What is expected:
Find the lines of data that contain the string "crate", then list them.

#####

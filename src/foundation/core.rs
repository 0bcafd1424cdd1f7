use std::str::FromStr;

use crate::foundation::error::{DotlineError, DotlineResult};

pub use kurbo::{BezPath, Line, Point, Rect};

/// Frame counter used by hosts that drive dots from a fixed frame rate.
#[derive(
    Clone, Copy, Debug, PartialEq, Eq, PartialOrd, Ord, Hash, serde::Serialize, serde::Deserialize,
)]
pub struct FrameIndex(pub u64);

/// Rational frame rate (`num / den` frames per second).
#[derive(Clone, Copy, Debug, PartialEq, Eq, serde::Serialize, serde::Deserialize)]
pub struct Fps {
    /// Numerator, must be > 0.
    pub num: u32,
    /// Denominator, must be > 0.
    pub den: u32,
}

impl Fps {
    /// Build a validated frame rate.
    pub fn new(num: u32, den: u32) -> DotlineResult<Self> {
        if den == 0 {
            return Err(DotlineError::validation("Fps den must be > 0"));
        }
        if num == 0 {
            return Err(DotlineError::validation("Fps num must be > 0"));
        }
        Ok(Self { num, den })
    }

    /// Wall-clock time at which `frame` is displayed.
    pub fn frame_to_secs(self, frame: FrameIndex) -> f64 {
        (frame.0 as f64) * f64::from(self.den) / f64::from(self.num)
    }
}

/// Premultiplied RGBA8 (r,g,b already multiplied by a).
#[derive(Clone, Copy, Debug, PartialEq, Eq, serde::Serialize, serde::Deserialize)]
pub struct Rgba8Premul {
    /// Red channel.
    pub r: u8,
    /// Green channel.
    pub g: u8,
    /// Blue channel.
    pub b: u8,
    /// Alpha channel.
    pub a: u8,
}

impl Rgba8Premul {
    /// Opaque black, the default stroke color.
    pub fn black() -> Self {
        Self::from_straight_rgba(0, 0, 0, 255)
    }

    /// Premultiply a straight-alpha color.
    pub fn from_straight_rgba(r: u8, g: u8, b: u8, a: u8) -> Self {
        fn premul(c: u8, a: u8) -> u8 {
            let c = u16::from(c);
            let a = u16::from(a);
            (((c * a) + 127) / 255) as u8
        }

        Self {
            r: premul(r, a),
            g: premul(g, a),
            b: premul(b, a),
            a,
        }
    }
}

/// Interior-fill rule of the path geometry.
///
/// Only affects how a host fills closed or self-intersecting shapes. Dot motion does
/// not depend on it, but a change still rebuilds the cached geometry.
#[derive(
    Clone, Copy, Debug, Default, PartialEq, Eq, Hash, serde::Serialize, serde::Deserialize,
)]
pub enum FillRule {
    /// Even-odd (alternate) rule.
    #[default]
    EvenOdd,
    /// Non-zero winding rule.
    Nonzero,
}

impl TryFrom<u8> for FillRule {
    type Error = DotlineError;

    fn try_from(raw: u8) -> DotlineResult<Self> {
        match raw {
            0 => Ok(Self::EvenOdd),
            1 => Ok(Self::Nonzero),
            other => Err(DotlineError::validation(format!(
                "fill rule discriminant {other} is not EvenOdd (0) or Nonzero (1)"
            ))),
        }
    }
}

impl FromStr for FillRule {
    type Err = DotlineError;

    fn from_str(s: &str) -> DotlineResult<Self> {
        match s.trim().to_ascii_lowercase().as_str() {
            "evenodd" | "even_odd" | "even-odd" => Ok(Self::EvenOdd),
            "nonzero" | "non_zero" | "non-zero" => Ok(Self::Nonzero),
            _ => Err(DotlineError::validation(format!(
                "unknown fill rule '{s}'"
            ))),
        }
    }
}

#[cfg(test)]
#[path = "../../tests/unit/foundation/core.rs"]
mod tests;
pub mod config;
pub mod dots;
pub mod timeline;
pub mod cache;
pub mod path;
use crate::{
    animation::dots::DotDescriptor,
    foundation::core::Rgba8Premul,
    foundation::error::DotlineResult,
    geometry::path::{PathGeometry, Polyline},
    widget::spec::Appearance,
};

/// Drawing surface provided by the host.
///
/// The host owns rasterization and the animation clock. `draw_dot` receives the
/// closed-form descriptor; the host samples it every frame (or maps its timelines onto
/// its own animation system).
pub trait ShapeRenderer {
    /// Stroke (and optionally fill) the polyline.
    fn draw_path(&mut self, path: &Polyline, appearance: &Appearance) -> DotlineResult<()>;

    /// Draw one animated dot with the given fill and no border.
    ///
    /// Report a dot the surface cannot animate as [`crate::DotlineError::Animation`].
    fn draw_dot(
        &mut self,
        path: &Polyline,
        dot: &DotDescriptor,
        fill: Rgba8Premul,
    ) -> DotlineResult<()>;
}

/// Draw the path, then every dot in schedule order. Empty geometry draws nothing.
pub fn render_polyline<R: ShapeRenderer + ?Sized>(
    renderer: &mut R,
    geometry: &PathGeometry,
    dots: &[DotDescriptor],
    appearance: &Appearance,
) -> DotlineResult<()> {
    let Some(path) = geometry.as_polyline() else {
        return Ok(());
    };

    renderer.draw_path(path, appearance)?;
    for dot in dots {
        renderer.draw_dot(path, dot, appearance.stroke)?;
    }
    Ok(())
}

#[cfg(test)]
#[path = "../../tests/unit/render/backend.rs"]
mod tests;
pub mod core;
pub mod error;
pub(crate) mod math;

#####

Your solution:
use crate::foundation::error::{DotlineError, DotlineResult};
use crate::{
    /// Report a dot the surface cannot animate as [`crate::DotlineError::Animation`].
pub(crate) mod math;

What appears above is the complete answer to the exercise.